use crate::shared::usecase::UseCase;
use chrono::{DateTime, Duration, TimeZone, Utc};
use practice_booking_api_structs::sync_external_bookings::APIResponse;
use practice_booking_domain::{
    Booking, ExternalAppointment, MalformedAppointment, SyncedBookingFields,
};
use practice_booking_infra::{InsertBookingError, PracticeContext};
use tokio::time::{timeout, Instant};
use tracing::{error, info, warn};

/// Pulls the appointments booked through the external scheduling service
/// and reconciles them into the booking store. Running it again with the
/// same appointments never creates duplicates.
#[derive(Debug)]
pub struct SyncExternalBookingsUseCase {}

#[derive(Debug, Default, Clone, PartialEq)]
pub struct SyncReport {
    pub synced: usize,
    pub updated: usize,
    pub failed: usize,
    pub timed_out: bool,
    /// The external service answered a page fetch with an error
    pub upstream_error: bool,
}

impl From<SyncReport> for APIResponse {
    fn from(report: SyncReport) -> Self {
        Self {
            synced: report.synced,
            updated: report.updated,
            failed: report.failed,
            timed_out: report.timed_out,
            upstream_error: report.upstream_error,
        }
    }
}

#[derive(Debug, PartialEq)]
pub enum UseCaseError {
    InvalidSystemTime,
}

impl From<UseCaseError> for crate::error::PracticeError {
    fn from(e: UseCaseError) -> Self {
        match e {
            UseCaseError::InvalidSystemTime => Self::InternalError,
        }
    }
}

enum Reconciled {
    Inserted,
    Updated,
}

#[derive(Debug)]
enum ReconcileError {
    Malformed(MalformedAppointment),
    Storage(anyhow::Error),
    VanishedAfterConflict,
}

impl From<MalformedAppointment> for ReconcileError {
    fn from(e: MalformedAppointment) -> Self {
        Self::Malformed(e)
    }
}

impl SyncExternalBookingsUseCase {
    async fn refresh(
        &self,
        mut existing: Booking,
        fields: SyncedBookingFields,
        ctx: &PracticeContext,
        now: i64,
    ) -> Result<Reconciled, ReconcileError> {
        existing.apply_synced(fields, now);
        ctx.repos
            .bookings
            .save_synced_fields(&existing)
            .await
            .map(|_| Reconciled::Updated)
            .map_err(ReconcileError::Storage)
    }

    async fn reconcile(
        &self,
        record: Result<ExternalAppointment, MalformedAppointment>,
        ctx: &PracticeContext,
        now: DateTime<Utc>,
    ) -> Result<Reconciled, ReconcileError> {
        let fields = record?.to_booking_fields(
            now,
            &ctx.config.practice_timezone,
            &ctx.config.keyword_extractor,
        )?;
        let now = now.timestamp_millis();

        let external_id = fields.external_id.clone();
        if let Some(existing) = ctx.repos.bookings.find_by_external_id(&external_id).await {
            return self.refresh(existing, fields, ctx, now).await;
        }

        let booking = Booking::from_synced(fields.clone(), now);
        match ctx.repos.bookings.insert(&booking).await {
            Ok(()) => Ok(Reconciled::Inserted),
            Err(InsertBookingError::DuplicateExternalId(_)) => {
                // Inserted concurrently after the lookup above
                let existing = ctx
                    .repos
                    .bookings
                    .find_by_external_id(&external_id)
                    .await
                    .ok_or(ReconcileError::VanishedAfterConflict)?;
                self.refresh(existing, fields, ctx, now).await
            }
            Err(InsertBookingError::Storage(e)) => Err(ReconcileError::Storage(e)),
        }
    }
}

#[async_trait::async_trait(?Send)]
impl UseCase for SyncExternalBookingsUseCase {
    type Response = SyncReport;

    type Error = UseCaseError;

    const NAME: &'static str = "SyncExternalBookings";

    async fn execute(&mut self, ctx: &PracticeContext) -> Result<Self::Response, Self::Error> {
        let now = Utc
            .timestamp_millis_opt(ctx.sys.get_timestamp_millis())
            .single()
            .ok_or(UseCaseError::InvalidSystemTime)?;
        let since = now - Duration::days(ctx.config.sync_lookback_days);
        let deadline = Instant::now() + ctx.config.sync_timeout;

        let mut report = SyncReport::default();
        let mut page = 1;
        loop {
            let remaining = deadline.saturating_duration_since(Instant::now());
            let res = timeout(
                remaining,
                ctx.services.scheduling.list_appointments(since, page),
            )
            .await;
            let appointments = match res {
                Ok(Ok(appointments)) => appointments,
                Ok(Err(e)) => {
                    error!(
                        "Unable to fetch appointments page {}, reporting partial results: {:?}",
                        page, e
                    );
                    report.upstream_error = true;
                    break;
                }
                Err(_) => {
                    warn!(
                        "Sync pass timed out fetching page {}, reporting partial results",
                        page
                    );
                    report.timed_out = true;
                    break;
                }
            };

            for record in appointments.records {
                match self.reconcile(record, ctx, now).await {
                    Ok(Reconciled::Inserted) => report.synced += 1,
                    Ok(Reconciled::Updated) => report.updated += 1,
                    Err(ReconcileError::Malformed(e)) => {
                        warn!("Skipping appointment: {}", e);
                        report.failed += 1;
                    }
                    Err(ReconcileError::Storage(e)) => {
                        error!("Unable to store synced appointment: {:?}", e);
                        report.failed += 1;
                    }
                    Err(ReconcileError::VanishedAfterConflict) => {
                        error!("Synced booking vanished after an external id conflict");
                        report.failed += 1;
                    }
                }
            }

            match appointments.next_page {
                Some(next_page) if next_page > page => page = next_page,
                _ => break,
            }
        }

        info!("Sync pass done: {:?}", report);
        Ok(report)
    }
}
★ ★ ★ ★ ★ ★ ★
[Task] From the data above, output exactly the lines between the one containing "type Error = UseCaseError;" and the one containing "let now = Utc", counting both of them.

[Response box]
    type Error = UseCaseError;

    const NAME: &'static str = "SyncExternalBookings";

    async fn execute(&mut self, ctx: &PracticeContext) -> Result<Self::Response, Self::Error> {
        let now = Utc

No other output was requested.